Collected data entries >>
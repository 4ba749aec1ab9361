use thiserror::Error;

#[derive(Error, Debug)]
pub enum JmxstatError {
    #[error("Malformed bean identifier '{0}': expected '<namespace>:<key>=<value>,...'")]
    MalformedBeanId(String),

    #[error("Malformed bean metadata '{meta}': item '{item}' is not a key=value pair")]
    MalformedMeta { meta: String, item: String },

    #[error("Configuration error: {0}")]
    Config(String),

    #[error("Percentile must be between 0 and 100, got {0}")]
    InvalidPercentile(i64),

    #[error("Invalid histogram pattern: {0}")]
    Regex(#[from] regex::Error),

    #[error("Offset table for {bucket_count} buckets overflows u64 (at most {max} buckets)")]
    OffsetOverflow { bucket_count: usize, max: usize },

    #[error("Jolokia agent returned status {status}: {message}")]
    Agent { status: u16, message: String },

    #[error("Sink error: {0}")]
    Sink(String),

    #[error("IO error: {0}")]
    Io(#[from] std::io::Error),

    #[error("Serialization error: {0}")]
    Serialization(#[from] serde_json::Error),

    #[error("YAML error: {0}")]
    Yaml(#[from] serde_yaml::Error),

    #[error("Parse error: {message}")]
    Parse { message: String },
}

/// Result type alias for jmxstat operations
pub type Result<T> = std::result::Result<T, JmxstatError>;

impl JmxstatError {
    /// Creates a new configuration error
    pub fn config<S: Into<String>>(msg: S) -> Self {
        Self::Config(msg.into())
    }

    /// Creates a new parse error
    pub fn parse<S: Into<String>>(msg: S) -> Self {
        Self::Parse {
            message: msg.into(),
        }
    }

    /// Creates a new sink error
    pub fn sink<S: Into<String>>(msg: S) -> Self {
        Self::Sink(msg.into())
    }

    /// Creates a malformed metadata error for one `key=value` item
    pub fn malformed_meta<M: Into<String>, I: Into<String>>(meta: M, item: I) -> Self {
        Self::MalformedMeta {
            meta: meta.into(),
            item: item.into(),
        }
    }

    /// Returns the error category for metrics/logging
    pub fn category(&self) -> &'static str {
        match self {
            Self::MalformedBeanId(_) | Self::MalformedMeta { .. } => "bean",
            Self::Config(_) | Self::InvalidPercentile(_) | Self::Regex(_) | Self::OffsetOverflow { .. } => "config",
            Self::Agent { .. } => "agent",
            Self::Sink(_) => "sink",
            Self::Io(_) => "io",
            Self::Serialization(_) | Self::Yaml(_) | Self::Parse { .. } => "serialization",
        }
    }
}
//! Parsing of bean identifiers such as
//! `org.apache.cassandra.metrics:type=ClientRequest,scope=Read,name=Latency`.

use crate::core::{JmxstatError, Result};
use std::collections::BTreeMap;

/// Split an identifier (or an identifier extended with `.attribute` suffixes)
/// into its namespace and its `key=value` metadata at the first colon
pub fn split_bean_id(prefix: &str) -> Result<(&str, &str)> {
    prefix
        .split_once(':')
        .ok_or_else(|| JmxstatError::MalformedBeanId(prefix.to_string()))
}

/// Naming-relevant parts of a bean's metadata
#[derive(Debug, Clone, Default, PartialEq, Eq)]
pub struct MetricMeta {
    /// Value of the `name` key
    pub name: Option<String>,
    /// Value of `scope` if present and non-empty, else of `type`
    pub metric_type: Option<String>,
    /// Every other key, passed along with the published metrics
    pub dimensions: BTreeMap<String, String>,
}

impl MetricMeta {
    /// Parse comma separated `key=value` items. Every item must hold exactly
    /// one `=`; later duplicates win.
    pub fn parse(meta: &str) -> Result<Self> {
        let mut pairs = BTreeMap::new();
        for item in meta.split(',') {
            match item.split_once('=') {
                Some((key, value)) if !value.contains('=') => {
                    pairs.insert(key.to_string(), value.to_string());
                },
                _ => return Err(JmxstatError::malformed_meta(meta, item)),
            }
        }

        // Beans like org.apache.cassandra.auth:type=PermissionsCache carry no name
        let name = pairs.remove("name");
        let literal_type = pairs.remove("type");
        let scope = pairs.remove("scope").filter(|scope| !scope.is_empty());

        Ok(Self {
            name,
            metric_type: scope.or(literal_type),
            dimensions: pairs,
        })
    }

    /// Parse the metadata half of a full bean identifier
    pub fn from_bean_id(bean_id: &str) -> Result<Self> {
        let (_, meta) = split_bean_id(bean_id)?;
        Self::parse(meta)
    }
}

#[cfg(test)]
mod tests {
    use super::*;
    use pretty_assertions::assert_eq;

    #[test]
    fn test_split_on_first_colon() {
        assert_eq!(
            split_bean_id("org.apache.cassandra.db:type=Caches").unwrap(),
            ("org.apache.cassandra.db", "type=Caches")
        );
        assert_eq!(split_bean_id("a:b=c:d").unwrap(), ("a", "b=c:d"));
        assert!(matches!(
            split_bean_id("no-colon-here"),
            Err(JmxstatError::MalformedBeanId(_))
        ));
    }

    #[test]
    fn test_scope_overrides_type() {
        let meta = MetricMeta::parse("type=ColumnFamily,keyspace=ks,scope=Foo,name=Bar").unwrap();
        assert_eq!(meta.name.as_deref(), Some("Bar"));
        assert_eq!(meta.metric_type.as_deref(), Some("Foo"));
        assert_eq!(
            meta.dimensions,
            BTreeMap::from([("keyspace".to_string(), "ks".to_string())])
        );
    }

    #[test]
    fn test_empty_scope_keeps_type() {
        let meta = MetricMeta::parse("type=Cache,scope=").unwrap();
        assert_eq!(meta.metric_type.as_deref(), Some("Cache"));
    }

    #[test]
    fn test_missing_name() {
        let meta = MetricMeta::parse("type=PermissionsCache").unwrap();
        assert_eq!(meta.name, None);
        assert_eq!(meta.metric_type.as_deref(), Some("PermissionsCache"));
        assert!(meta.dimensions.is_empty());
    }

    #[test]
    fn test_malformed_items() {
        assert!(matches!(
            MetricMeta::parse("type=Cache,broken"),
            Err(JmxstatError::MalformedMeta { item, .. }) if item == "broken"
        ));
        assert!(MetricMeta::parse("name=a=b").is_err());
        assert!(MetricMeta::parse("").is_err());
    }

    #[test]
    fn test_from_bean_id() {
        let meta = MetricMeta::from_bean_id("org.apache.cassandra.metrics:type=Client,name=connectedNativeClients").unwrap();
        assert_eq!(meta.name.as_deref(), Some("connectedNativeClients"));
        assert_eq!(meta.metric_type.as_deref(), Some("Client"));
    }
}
...
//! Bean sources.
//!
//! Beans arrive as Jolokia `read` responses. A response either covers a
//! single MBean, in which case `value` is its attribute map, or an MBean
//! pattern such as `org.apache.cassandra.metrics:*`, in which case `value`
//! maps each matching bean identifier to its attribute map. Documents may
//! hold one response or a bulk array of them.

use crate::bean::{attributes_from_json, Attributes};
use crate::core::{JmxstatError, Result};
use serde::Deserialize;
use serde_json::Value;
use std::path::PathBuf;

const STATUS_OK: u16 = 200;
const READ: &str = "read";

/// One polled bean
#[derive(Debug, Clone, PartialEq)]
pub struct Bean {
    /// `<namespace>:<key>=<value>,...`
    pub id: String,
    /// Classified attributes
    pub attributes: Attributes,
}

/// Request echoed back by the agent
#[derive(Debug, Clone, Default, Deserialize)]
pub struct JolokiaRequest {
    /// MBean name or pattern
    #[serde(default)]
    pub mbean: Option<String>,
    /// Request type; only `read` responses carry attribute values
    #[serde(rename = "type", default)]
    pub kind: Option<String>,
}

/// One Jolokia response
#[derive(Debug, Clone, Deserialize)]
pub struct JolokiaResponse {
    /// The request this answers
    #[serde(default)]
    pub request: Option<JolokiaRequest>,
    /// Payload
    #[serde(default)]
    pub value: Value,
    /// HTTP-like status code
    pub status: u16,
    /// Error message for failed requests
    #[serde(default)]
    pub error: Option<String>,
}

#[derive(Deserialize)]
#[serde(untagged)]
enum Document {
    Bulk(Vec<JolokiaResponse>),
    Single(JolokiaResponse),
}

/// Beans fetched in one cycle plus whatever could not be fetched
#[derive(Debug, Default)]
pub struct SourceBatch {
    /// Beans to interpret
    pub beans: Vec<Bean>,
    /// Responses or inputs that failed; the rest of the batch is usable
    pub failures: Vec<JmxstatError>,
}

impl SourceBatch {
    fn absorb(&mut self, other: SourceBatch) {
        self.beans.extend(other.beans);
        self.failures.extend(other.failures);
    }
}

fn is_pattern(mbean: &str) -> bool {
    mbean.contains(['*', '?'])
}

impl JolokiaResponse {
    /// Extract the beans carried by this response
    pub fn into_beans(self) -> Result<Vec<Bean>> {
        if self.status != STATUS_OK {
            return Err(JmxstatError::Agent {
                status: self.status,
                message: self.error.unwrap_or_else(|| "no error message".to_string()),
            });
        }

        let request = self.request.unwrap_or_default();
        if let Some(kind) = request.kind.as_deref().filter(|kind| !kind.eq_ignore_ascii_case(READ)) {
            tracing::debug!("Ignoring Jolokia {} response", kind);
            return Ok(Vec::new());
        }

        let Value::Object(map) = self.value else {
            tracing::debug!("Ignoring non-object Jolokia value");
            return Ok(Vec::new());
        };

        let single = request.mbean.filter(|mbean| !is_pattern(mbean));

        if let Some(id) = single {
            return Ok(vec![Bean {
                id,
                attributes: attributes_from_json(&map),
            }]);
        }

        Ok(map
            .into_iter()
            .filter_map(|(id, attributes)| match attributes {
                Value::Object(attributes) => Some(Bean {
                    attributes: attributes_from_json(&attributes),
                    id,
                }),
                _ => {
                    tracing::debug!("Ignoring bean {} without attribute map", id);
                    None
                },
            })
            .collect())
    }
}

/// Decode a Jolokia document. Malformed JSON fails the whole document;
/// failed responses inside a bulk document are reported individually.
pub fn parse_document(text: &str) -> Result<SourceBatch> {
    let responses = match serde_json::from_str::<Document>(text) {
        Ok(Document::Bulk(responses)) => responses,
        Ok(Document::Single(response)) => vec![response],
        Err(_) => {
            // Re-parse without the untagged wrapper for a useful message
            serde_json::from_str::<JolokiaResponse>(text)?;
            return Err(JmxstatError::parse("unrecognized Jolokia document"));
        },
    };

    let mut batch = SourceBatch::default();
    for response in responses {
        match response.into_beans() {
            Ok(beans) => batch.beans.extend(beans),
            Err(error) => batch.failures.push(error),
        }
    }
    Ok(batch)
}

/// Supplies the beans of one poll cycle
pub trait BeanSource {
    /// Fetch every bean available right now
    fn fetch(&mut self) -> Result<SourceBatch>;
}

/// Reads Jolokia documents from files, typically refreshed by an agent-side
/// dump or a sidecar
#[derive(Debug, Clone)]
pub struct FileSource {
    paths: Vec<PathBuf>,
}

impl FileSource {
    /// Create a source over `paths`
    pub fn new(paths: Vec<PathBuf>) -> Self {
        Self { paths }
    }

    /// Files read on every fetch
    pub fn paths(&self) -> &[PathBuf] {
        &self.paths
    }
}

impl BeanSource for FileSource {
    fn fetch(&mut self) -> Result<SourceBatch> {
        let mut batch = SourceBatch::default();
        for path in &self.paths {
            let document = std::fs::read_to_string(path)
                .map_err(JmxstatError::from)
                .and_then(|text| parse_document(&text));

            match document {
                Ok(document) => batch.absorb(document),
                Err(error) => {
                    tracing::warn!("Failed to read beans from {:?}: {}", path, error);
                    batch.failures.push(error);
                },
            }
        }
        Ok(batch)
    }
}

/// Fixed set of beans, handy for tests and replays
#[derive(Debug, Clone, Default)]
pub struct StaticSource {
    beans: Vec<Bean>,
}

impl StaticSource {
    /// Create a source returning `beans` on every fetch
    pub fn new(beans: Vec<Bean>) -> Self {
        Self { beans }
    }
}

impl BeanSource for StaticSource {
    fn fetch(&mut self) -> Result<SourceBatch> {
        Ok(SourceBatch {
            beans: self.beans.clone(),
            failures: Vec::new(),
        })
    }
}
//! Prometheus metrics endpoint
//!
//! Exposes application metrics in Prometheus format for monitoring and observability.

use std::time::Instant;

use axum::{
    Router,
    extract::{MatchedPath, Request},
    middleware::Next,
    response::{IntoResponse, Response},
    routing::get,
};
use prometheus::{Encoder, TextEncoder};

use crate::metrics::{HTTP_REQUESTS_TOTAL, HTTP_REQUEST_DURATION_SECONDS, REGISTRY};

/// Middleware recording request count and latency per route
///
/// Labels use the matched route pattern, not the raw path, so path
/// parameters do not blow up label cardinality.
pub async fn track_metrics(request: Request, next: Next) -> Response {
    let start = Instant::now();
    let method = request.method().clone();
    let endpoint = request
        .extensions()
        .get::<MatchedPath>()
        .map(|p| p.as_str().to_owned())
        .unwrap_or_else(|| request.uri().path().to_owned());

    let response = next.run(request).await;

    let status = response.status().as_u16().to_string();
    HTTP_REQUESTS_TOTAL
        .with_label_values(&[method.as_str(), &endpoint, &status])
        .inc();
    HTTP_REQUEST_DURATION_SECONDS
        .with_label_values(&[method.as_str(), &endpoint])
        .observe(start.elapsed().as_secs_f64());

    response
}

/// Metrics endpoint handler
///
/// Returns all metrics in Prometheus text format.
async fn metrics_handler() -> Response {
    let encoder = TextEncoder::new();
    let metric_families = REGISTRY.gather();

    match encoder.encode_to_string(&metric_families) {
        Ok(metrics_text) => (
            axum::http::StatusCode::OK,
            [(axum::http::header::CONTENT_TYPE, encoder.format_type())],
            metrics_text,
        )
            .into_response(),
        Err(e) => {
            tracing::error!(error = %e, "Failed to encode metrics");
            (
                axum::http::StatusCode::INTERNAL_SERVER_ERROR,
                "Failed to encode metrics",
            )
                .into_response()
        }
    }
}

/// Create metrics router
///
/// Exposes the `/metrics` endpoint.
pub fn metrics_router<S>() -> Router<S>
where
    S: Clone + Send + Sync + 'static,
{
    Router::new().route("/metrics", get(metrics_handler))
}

Task prompt >> Work through the records line by line and tally those holding "JolokiaRequest". Reply with the number alone.

Finished task >> 2